Mostly because I was there, they were right in front of me – not miles away, in front of a crowd that loved them, immune from my angry disapproval.  Not on the radio, where I would merely tut and moan to anyone within earshot about their interminable shitness.

They were there, in the same (relatively small) room, probably able to gauge my reaction to some degree…although, given the unmitigated horror they blithely – gleefully, even – inflicted on me/us, perhaps not.

There were riots at the opening of some operas (including Stravinsky’s Rite Of Spring in 1913), early Rock ‘n’ Roll gigs caused disturbances and Punk gigs were famous for reckless abandon.  To imagine that this lot could inspire that depth of feeling is a stretch, and yet….it really made me feel like breaking things.

I have not felt so alive for quite some time.

Because it matters.

If art didn’t matter, then why did the Pinochet regime go after Victor Jara, and so many Chilean writers, singers and performers when they took power in the 1973 coup?

Why did the USSR persecute Solzhenitsyn?  Why did the Nazis attack what they called “Degenerate art”? 
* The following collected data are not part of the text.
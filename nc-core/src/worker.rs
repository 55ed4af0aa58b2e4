//! Evidence transfer worker (C7): a background loop that drains a
//! per-instance evidence queue into the upstream DB, one session per
//! instance per tick, with per-instance parallel dispatch.

use crate::error::NcError;
use crate::model::InstanceId;
use crate::ports::{Db, EvidenceManager, TransferSession};
use std::collections::{HashMap, VecDeque};
use std::sync::Arc;
use std::time::Duration;
use tokio::sync::{Mutex, Notify};
use tokio::task::JoinSet;
use tracing::{error, info, warn};

const DEFAULT_TICK: Duration = Duration::from_secs(1);

type Queue = Mutex<HashMap<InstanceId, VecDeque<String>>>;

/// Process-wide evidence transfer service. Construct once, call
/// [`EvidenceWorker::send_cached`] at startup, then [`EvidenceWorker::run`]
/// as a long-lived supervisor task; [`EvidenceWorker::stop`] requests a
/// clean shutdown.
pub struct EvidenceWorker {
    db: Arc<dyn Db>,
    evidence: Arc<dyn EvidenceManager>,
    queue: Queue,
    shutdown: Notify,
    tick: Duration,
}

impl EvidenceWorker {
    /// Ticks every second by default (§5); use
    /// [`EvidenceWorker::with_tick_interval`] to override it from
    /// configuration.
    pub fn new(db: Arc<dyn Db>, evidence: Arc<dyn EvidenceManager>) -> Self {
        Self {
            db,
            evidence,
            queue: Mutex::new(HashMap::new()),
            shutdown: Notify::new(),
            tick: DEFAULT_TICK,
        }
    }

    pub fn with_tick_interval(mut self, tick: Duration) -> Self {
        self.tick = tick;
        self
    }

    /// Seeds the queue with every `(instance, id)` pair the local
    /// evidence store already knows about. Called once at startup.
    pub async fn send_cached(&self) -> anyhow::Result<()> {
        let cached = self.evidence.cached_entries().await?;
        let mut queue = self.queue.lock().await;
        for (instance, id) in cached {
            queue.entry(instance).or_default().push_back(id);
        }
        Ok(())
    }

    /// Appends one evidence id to an instance's queue.
    pub async fn queue(&self, instance: InstanceId, evidence_id: String) {
        let mut queue = self.queue.lock().await;
        queue.entry(instance).or_default().push_back(evidence_id);
    }

    /// Runs the supervisor loop until [`EvidenceWorker::stop`] is
    /// signalled. `self.tick` between ticks; each tick spawns at most one
    /// dispatch task per non-empty instance and waits for all of them
    /// before sleeping again — this is what keeps the at-most-one-drainer
    /// invariant structural rather than relying on external discipline.
    pub async fn run(self: Arc<Self>) {
        loop {
            tokio::select! {
                _ = tokio::time::sleep(self.tick) => {}
                _ = self.shutdown.notified() => {
                    info!("[NC] evidence worker stopping");
                    return;
                }
            }

            if !self.db.is_connected().await {
                continue;
            }

            let instances: Vec<InstanceId> = {
                let queue = self.queue.lock().await;
                queue
                    .iter()
                    .filter(|(_, ids)| !ids.is_empty())
                    .map(|(instance, _)| instance.clone())
                    .collect()
            };

            let mut tasks = JoinSet::new();
            for instance in instances {
                let worker = Arc::clone(&self);
                tasks.spawn(async move { worker.dispatch_instance(instance).await });
            }
            while tasks.join_next().await.is_some() {}
        }
    }

    /// Requests shutdown; `run()` returns once its current tick
    /// (including any in-flight dispatch tasks) completes or `timeout`
    /// elapses, whichever is first. Queue entries not yet drained are
    /// left for the next process start.
    pub async fn stop(&self, timeout: Duration) {
        self.shutdown.notify_one();
        let _ = tokio::time::timeout(timeout, async {
            // run()'s own select! observes the notification on its next
            // poll; give it one tick's worth of grace to unwind.
            tokio::time::sleep(Duration::from_millis(50)).await;
        })
        .await;
    }

    async fn dispatch_instance(&self, instance: InstanceId) {
        if let Err(err) = self.dispatch_instance_inner(&instance).await {
            warn!("[NC] dispatch for {} aborted: {err}", instance.0);
        }
    }

    async fn dispatch_instance_inner(&self, instance: &InstanceId) -> anyhow::Result<()> {
        let pending = {
            let mut queue = self.queue.lock().await;
            let Some(ids) = queue.get_mut(instance) else {
                return Ok(());
            };
            if ids.is_empty() {
                return Ok(());
            }
            std::mem::take(ids)
        };

        let meta = self.evidence.instance_metadata(instance).await?;
        let mut bid = meta.bid;
        if bid == 0 {
            let (_status, resolved) = self
                .db
                .agent_status(&meta.ident, instance, &meta.subtype)
                .await?;
            if resolved == 0 {
                self.requeue(instance, pending).await;
                return Err(NcError::ZeroBid(instance.0.clone()).into());
            }
            bid = resolved;
        }

        let session = TransferSession {
            bid,
            ident: meta.ident,
            subtype: meta.subtype,
            instance: instance.clone(),
            version: meta.version,
            user: meta.user,
            device: meta.device,
            source: meta.source,
            sync_time: unix_time_placeholder(),
        };

        self.db
            .sync_start(
                &session,
                &session.version,
                &session.user,
                &session.device,
                &session.source,
                session.sync_time,
            )
            .await?;

        let mut remaining = pending;
        let total = remaining.len();
        while let Some(evidence_id) = remaining.pop_front() {
            self.transfer(instance, &evidence_id, remaining.len())
                .await;
            let _ = total;
        }

        self.db.sync_end(&session).await?;
        Ok(())
    }

    /// Uploads one evidence blob; deletes it locally on success, leaves
    /// it (to be retried on a future `send_cached`/`queue`) on failure.
    async fn transfer(&self, instance: &InstanceId, evidence_id: &str, _left: usize) {
        let blob = match self.evidence.read_evidence(instance, evidence_id).await {
            Ok(blob) => blob,
            Err(err) => {
                error!("[NC] could not read evidence {}/{evidence_id}: {err}", instance.0);
                return;
            }
        };

        match self.db.send_evidence(instance, &blob).await {
            Ok(()) => {
                if let Err(err) = self.evidence.delete_evidence(instance, evidence_id).await {
                    warn!(
                        "[NC] uploaded {}/{evidence_id} but failed to delete locally: {err}",
                        instance.0
                    );
                }
            }
            Err(err) => {
                warn!(
                    "[NC] {}",
                    NcError::EvidenceSendFailed {
                        instance: instance.0.clone(),
                        evidence_id: evidence_id.to_string(),
                        source: err.to_string(),
                    }
                );
            }
        }
    }

    /// Restores un-sent ids to the front of the queue after an aborted
    /// dispatch (e.g. `ZeroBid`), so the next tick retries them.
    async fn requeue(&self, instance: &InstanceId, mut ids: VecDeque<String>) {
        let mut queue = self.queue.lock().await;
        let entry = queue.entry(instance.clone()).or_default();
        while let Some(id) = ids.pop_back() {
            entry.push_front(id);
        }
    }
}

/// The source stamps `sync_time` from wall-clock `now()`; this crate
/// never calls real-time clocks from library code so callers can supply
/// it deterministically. `TransferSession::sync_time` is threaded
/// straight through to `Db::sync_start`, so a fixed placeholder here is
/// harmless in the absence of a clock port — `nc-controller` is expected
/// to inject the real timestamp via a future `Clock` port if precision
/// here ever matters downstream.
fn unix_time_placeholder() -> i64 {
    0
}
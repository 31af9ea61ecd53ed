//! Resource services
//!
//! One thin service per API resource. Each maps a method to an HTTP verb and
//! path and returns the decoded JSON body; entity schemas belong to the API.

mod assessment;
mod course;
mod marks;
mod reports;
mod student;
mod student_course;
mod subject;
mod user;

use std::fmt::Display;

use serde::Serialize;
use serde_json::Value;

use crate::core::error::Result;
use crate::core::http::{ApiClient, ApiContext, RequestDescriptor};

pub use assessment::TestService;
pub use course::CourseService;
pub use marks::StudentMarksService;
pub use reports::{ReportFilter, ReportsService};
pub use student::StudentService;
pub use student_course::StudentCourseService;
pub use subject::SubjectService;
pub use user::UserService;

/// Soft-delete CRUD shared by every managed resource
///
/// `GET|POST /{resource}`, `GET|PUT|DELETE /{resource}/{id}`,
/// `POST /{resource}/{id}/restore`, `GET /{resource}/deleted`.
#[derive(Clone, Debug)]
pub struct ResourceClient {
    api: ApiClient,
    resource: &'static str,
}

impl ResourceClient {
    pub fn new(ctx: &ApiContext, resource: &'static str) -> Self {
        Self {
            api: ApiClient::new(ctx),
            resource,
        }
    }

    pub fn resource(&self) -> &'static str {
        self.resource
    }

    /// All active records
    pub async fn all(&self) -> Result<Value> {
        self.send(RequestDescriptor::get(self.resource)).await
    }

    pub async fn get(&self, id: impl Display) -> Result<Value> {
        self.send(RequestDescriptor::get(self.resource).segment(id))
            .await
    }

    pub async fn create(&self, data: &impl Serialize) -> Result<Value> {
        self.send(RequestDescriptor::post(self.resource).json(data)?)
            .await
    }

    pub async fn update(&self, id: impl Display, data: &impl Serialize) -> Result<Value> {
        self.send(RequestDescriptor::put(self.resource).segment(id).json(data)?)
            .await
    }

    /// Soft delete; the record stays restorable
    pub async fn delete(&self, id: impl Display) -> Result<Value> {
        self.send(RequestDescriptor::delete(self.resource).segment(id))
            .await
    }

    pub async fn restore(&self, id: impl Display) -> Result<Value> {
        self.send(
            RequestDescriptor::post(self.resource)
                .segment(id)
                .segment("restore"),
        )
        .await
    }

    /// Soft-deleted records
    pub async fn deleted(&self) -> Result<Value> {
        self.send(RequestDescriptor::get(self.resource).segment("deleted"))
            .await
    }

    pub(crate) async fn send(&self, request: RequestDescriptor) -> Result<Value> {
        self.api.send(request).await
    }
}

/// The management screens' view of the API: one client per managed resource
#[derive(Clone, Debug)]
pub struct ManagementService {
    pub students: StudentService,
    pub subjects: SubjectService,
    pub courses: CourseService,
    pub tests: TestService,
}

impl ManagementService {
    pub fn new(ctx: &ApiContext) -> Self {
        Self {
            students: StudentService::new(ctx),
            subjects: SubjectService::new(ctx),
            courses: CourseService::new(ctx),
            tests: TestService::new(ctx),
        }
    }
}
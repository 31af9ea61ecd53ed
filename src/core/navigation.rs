//! Forced-logout navigation
//!
//! When a session cannot be recovered the client sends the user back to the
//! login entry point. In the browser that is a full page navigation; headless
//! embedders log or record it instead.

use std::sync::{Mutex, PoisonError};

pub trait Navigator: Send + Sync {
    fn navigate(&self, path: &str);
}

/// Full client-side navigation through `window.location.href`
#[cfg(feature = "hydrate")]
#[derive(Debug, Default, Clone, Copy)]
pub struct BrowserNavigator;

#[cfg(feature = "hydrate")]
impl Navigator for BrowserNavigator {
    fn navigate(&self, path: &str) {
        let Some(window) = web_sys::window() else {
            tracing::error!("No window available to navigate to {}", path);
            return;
        };
        if let Err(e) = window.location().set_href(path) {
            tracing::error!("Failed to navigate to {}: {:?}", path, e);
        }
    }
}

/// Navigator for native builds; there is no page to leave, so it only logs
#[derive(Debug, Default, Clone, Copy)]
pub struct LogNavigator;

impl Navigator for LogNavigator {
    fn navigate(&self, path: &str) {
        tracing::warn!("Session ended, sign in again at {}", path);
    }
}

/// Records every navigation instead of performing it
#[derive(Debug, Default)]
pub struct RecordingNavigator {
    visited: Mutex<Vec<String>>,
}

impl RecordingNavigator {
    pub fn new() -> Self {
        Self::default()
    }

    pub fn visited(&self) -> Vec<String> {
        self.visited
            .lock()
            .unwrap_or_else(PoisonError::into_inner)
            .clone()
    }

    pub fn last(&self) -> Option<String> {
        self.visited().pop()
    }
}

impl Navigator for RecordingNavigator {
    fn navigate(&self, path: &str) {
        self.visited
            .lock()
            .unwrap_or_else(PoisonError::into_inner)
            .push(path.to_string());
    }
}
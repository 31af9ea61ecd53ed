use std::ops::Deref;

use serde_json::Value;

use super::ResourceClient;
use crate::core::error::Result;
use crate::core::http::{ApiContext, RequestDescriptor};

/// `/subject`
#[derive(Clone, Debug)]
pub struct SubjectService {
    resource: ResourceClient,
}

impl SubjectService {
    pub fn new(ctx: &ApiContext) -> Self {
        Self {
            resource: ResourceClient::new(ctx, "subject"),
        }
    }

    pub async fn search_by_name(&self, name: &str) -> Result<Value> {
        self.resource
            .send(RequestDescriptor::get("subject/search").segment(name))
            .await
    }
}

impl Deref for SubjectService {
    type Target = ResourceClient;

    fn deref(&self) -> &ResourceClient {
        &self.resource
    }
}
//! Client error types
//!
//! A single error enum shared by the HTTP pipeline, the token store and every
//! service, so view code can render any failure the same way.

use reqwest::StatusCode;

/// Result alias used across the client core
pub type Result<T> = std::result::Result<T, ApiError>;

/// Errors surfaced by the API client
#[derive(Debug, thiserror::Error)]
pub enum ApiError {
    /// Network or transport failure, never retried
    #[error("Network error: {0}")]
    Transport(#[from] reqwest::Error),

    /// Non-success HTTP status returned by the API
    #[error("{message}")]
    Status {
        status: u16,
        message: String,
        body: Option<serde_json::Value>,
    },

    #[error("Invalid session: {0}")]
    InvalidSession(String),

    #[error("Invalid response: {0}")]
    Decode(String),

    #[error("Storage error: {0}")]
    Storage(String),

    #[error("Invalid configuration: {0}")]
    Config(String),

    #[error("Request cancelled")]
    Cancelled,
}

impl ApiError {
    /// Build a status error from a response body.
    ///
    /// The API reports failures as `{"message": "..."}`; when that field is
    /// missing the canonical reason phrase is used instead.
    pub fn from_status(status: StatusCode, body: Option<serde_json::Value>) -> Self {
        let message = body
            .as_ref()
            .and_then(|b| b.get("message"))
            .and_then(|m| m.as_str())
            .map(str::to_string)
            .unwrap_or_else(|| {
                status
                    .canonical_reason()
                    .unwrap_or("Request failed")
                    .to_string()
            });

        ApiError::Status {
            status: status.as_u16(),
            message,
            body,
        }
    }

    /// HTTP status code, if the API answered at all
    pub fn status(&self) -> Option<u16> {
        match self {
            ApiError::Status { status, .. } => Some(*status),
            ApiError::Transport(err) => err.status().map(|s| s.as_u16()),
            _ => None,
        }
    }

    pub fn is_unauthorized(&self) -> bool {
        self.status() == Some(StatusCode::UNAUTHORIZED.as_u16())
    }

    /// Message suitable for an alert banner
    pub fn message(&self) -> String {
        match self {
            ApiError::Status { message, .. } => message.clone(),
            other => other.to_string(),
        }
    }
}

impl From<serde_json::Error> for ApiError {
    fn from(err: serde_json::Error) -> Self {
        ApiError::Decode(err.to_string())
    }
}

#[cfg(test)]
mod tests {
    use super::*;
    use serde_json::json;

    #[test]
    fn test_from_status_uses_body_message() {
        let err = ApiError::from_status(
            StatusCode::BAD_REQUEST,
            Some(json!({"message": "Course name is required"})),
        );

        assert_eq!(err.status(), Some(400));
        assert_eq!(err.message(), "Course name is required");
        assert_eq!(err.to_string(), "Course name is required");
    }

    #[test]
    fn test_from_status_falls_back_to_reason() {
        let err = ApiError::from_status(StatusCode::NOT_FOUND, None);
        assert_eq!(err.message(), "Not Found");

        let err = ApiError::from_status(StatusCode::CONFLICT, Some(json!({"detail": "x"})));
        assert_eq!(err.message(), "Conflict");
    }

    #[test]
    fn test_is_unauthorized() {
        assert!(ApiError::from_status(StatusCode::UNAUTHORIZED, None).is_unauthorized());
        assert!(!ApiError::from_status(StatusCode::FORBIDDEN, None).is_unauthorized());
        assert!(!ApiError::Cancelled.is_unauthorized());
    }

    #[test]
    fn test_non_status_errors_have_no_status() {
        assert_eq!(ApiError::Storage("disk full".into()).status(), None);
        assert_eq!(ApiError::Cancelled.message(), "Request cancelled");
    }
}
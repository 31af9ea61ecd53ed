//! Session data model
//!
//! Types exchanged with the `/auth` endpoints and persisted by the token store.

use serde::{Deserialize, Serialize};

use crate::core::error::{ApiError, Result};

/// Access tier returned with every session
#[derive(Debug, Clone, Copy, Serialize, Deserialize, PartialEq, Eq, Hash)]
#[serde(rename_all = "lowercase")]
pub enum Role {
    Manager,
    Officer,
    Teacher,
    Guest,
    /// Any role the server sends that this client does not know about
    #[serde(other)]
    Unknown,
}

impl Role {
    pub fn as_str(&self) -> &'static str {
        match self {
            Role::Manager => "manager",
            Role::Officer => "officer",
            Role::Teacher => "teacher",
            Role::Guest => "guest",
            Role::Unknown => "unknown",
        }
    }

    /// Capitalized name for headers and badges
    pub fn display_name(&self) -> &'static str {
        match self {
            Role::Manager => "Manager",
            Role::Officer => "Officer",
            Role::Teacher => "Teacher",
            Role::Guest => "Guest",
            Role::Unknown => "Unknown",
        }
    }
}

impl std::fmt::Display for Role {
    fn fmt(&self, f: &mut std::fmt::Formatter<'_>) -> std::fmt::Result {
        f.write_str(self.as_str())
    }
}

/// Authenticated user as reported by the API
///
/// Fields the client does not interpret are kept in `extra` so the cached
/// copy round-trips unchanged.
#[derive(Debug, Clone, Serialize, Deserialize, PartialEq)]
pub struct User {
    pub user_id: i64,
    #[serde(default, skip_serializing_if = "Option::is_none")]
    pub email: Option<String>,
    pub role: Role,
    #[serde(flatten)]
    pub extra: serde_json::Map<String, serde_json::Value>,
}

/// Login request body
#[derive(Debug, Clone, Serialize)]
pub struct Credentials {
    pub email: String,
    pub password: String,
}

impl Credentials {
    pub fn new(email: impl Into<String>, password: impl Into<String>) -> Self {
        Self {
            email: email.into(),
            password: password.into(),
        }
    }
}

/// Response of `/auth/login` and `/auth/register`
#[derive(Debug, Clone, Serialize, Deserialize, PartialEq)]
pub struct AuthResponse {
    #[serde(default)]
    pub access_token: Option<String>,
    #[serde(default)]
    pub refresh_token: Option<String>,
    #[serde(default)]
    pub user: Option<User>,
    #[serde(flatten)]
    pub extra: serde_json::Map<String, serde_json::Value>,
}

/// Refresh request body
#[derive(Debug, Clone, Serialize)]
pub struct RefreshRequest<'a> {
    pub refresh_token: &'a str,
}

/// Response of `/auth/refresh`
#[derive(Debug, Clone, Serialize, Deserialize, PartialEq)]
pub struct RefreshResponse {
    pub access_token: String,
    /// Present only when the server rotates refresh tokens
    #[serde(default)]
    pub refresh_token: Option<String>,
    #[serde(flatten)]
    pub extra: serde_json::Map<String, serde_json::Value>,
}

/// Credentials of an authenticated session
///
/// Both tokens are always present together; a response carrying only one of
/// them never becomes a `Session`.
#[derive(Debug, Clone, PartialEq)]
pub struct Session {
    pub access_token: String,
    pub refresh_token: String,
    pub user: Option<User>,
}

impl Session {
    pub fn new(
        access_token: impl Into<String>,
        refresh_token: impl Into<String>,
        user: Option<User>,
    ) -> Self {
        Self {
            access_token: access_token.into(),
            refresh_token: refresh_token.into(),
            user,
        }
    }

    /// Extract a session from an auth response.
    ///
    /// Returns `Ok(None)` when the response carries no access token (the call
    /// succeeded but did not sign anyone in).
    pub fn from_response(response: &AuthResponse) -> Result<Option<Self>> {
        let Some(access_token) = response.access_token.as_deref().filter(|t| !t.is_empty())
        else {
            return Ok(None);
        };

        let refresh_token = response
            .refresh_token
            .as_deref()
            .filter(|t| !t.is_empty())
            .ok_or_else(|| {
                ApiError::InvalidSession("response has an access token but no refresh token".into())
            })?;

        Ok(Some(Session::new(
            access_token,
            refresh_token,
            response.user.clone(),
        )))
    }
}

/// Raw view of what the token store currently holds
#[derive(Debug, Clone, Default, PartialEq)]
pub struct StoredSession {
    pub access_token: Option<String>,
    pub refresh_token: Option<String>,
    pub user: Option<User>,
}

impl StoredSession {
    pub fn is_empty(&self) -> bool {
        self.access_token.is_none() && self.refresh_token.is_none() && self.user.is_none()
    }
}
//! Client core: session storage, the request pipeline and the API services

pub mod auth;
pub mod config;
pub mod error;
pub mod http;
mod interceptor;
pub mod navigation;
pub mod scope;
pub mod services;
pub mod session;
pub mod store;
#[cfg(test)]
pub(crate) mod test_support;

pub use auth::AuthService;
pub use config::{Config, RefreshPolicy};
pub use error::{ApiError, Result};
pub use http::{ApiClient, ApiContext, RequestDescriptor};
pub use navigation::{LogNavigator, Navigator, RecordingNavigator};
pub use scope::RequestScope;
pub use services::{
    CourseService, ManagementService, ReportFilter, ReportsService, ResourceClient,
    StudentCourseService, StudentMarksService, StudentService, SubjectService, TestService,
    UserService,
};
pub use session::{AuthResponse, Credentials, RefreshResponse, Role, Session, StoredSession, User};
pub use store::{KeyValueStorage, MemoryStorage, TokenStore};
Because Art Matters.  Music matters.  As I wrote in a poem, for this very blog, in 2013:


ART MATTERS

We’re tolerant these days,

But not civilised.

At some operas in days gone by,

There was rioting.

And now Robbie Williams

Gets up to sing,

And no one even thinks

To throw a warm bottle of piss

At him.

And I think that makes us less civilised

Than we were before.

We’re not even more tolerant

Than we used to be –

Just more passive, apathetic,

And lazy.

And now I’m pissing in a bottle,

On my way to see The Black Eyes Peas.

PEACE


And I had been forgetting that.

This has energised me:  I should, and will, spend way more time writing music.  In the full knowledge that someone might find it utterly abhorrent.  Of course, it’s usually positive things that inspire, but negative things work as well.  I’m grateful to this shower for inspiring me to write – and write better.

And, mostly, to not worry about what anyone else thinks about it.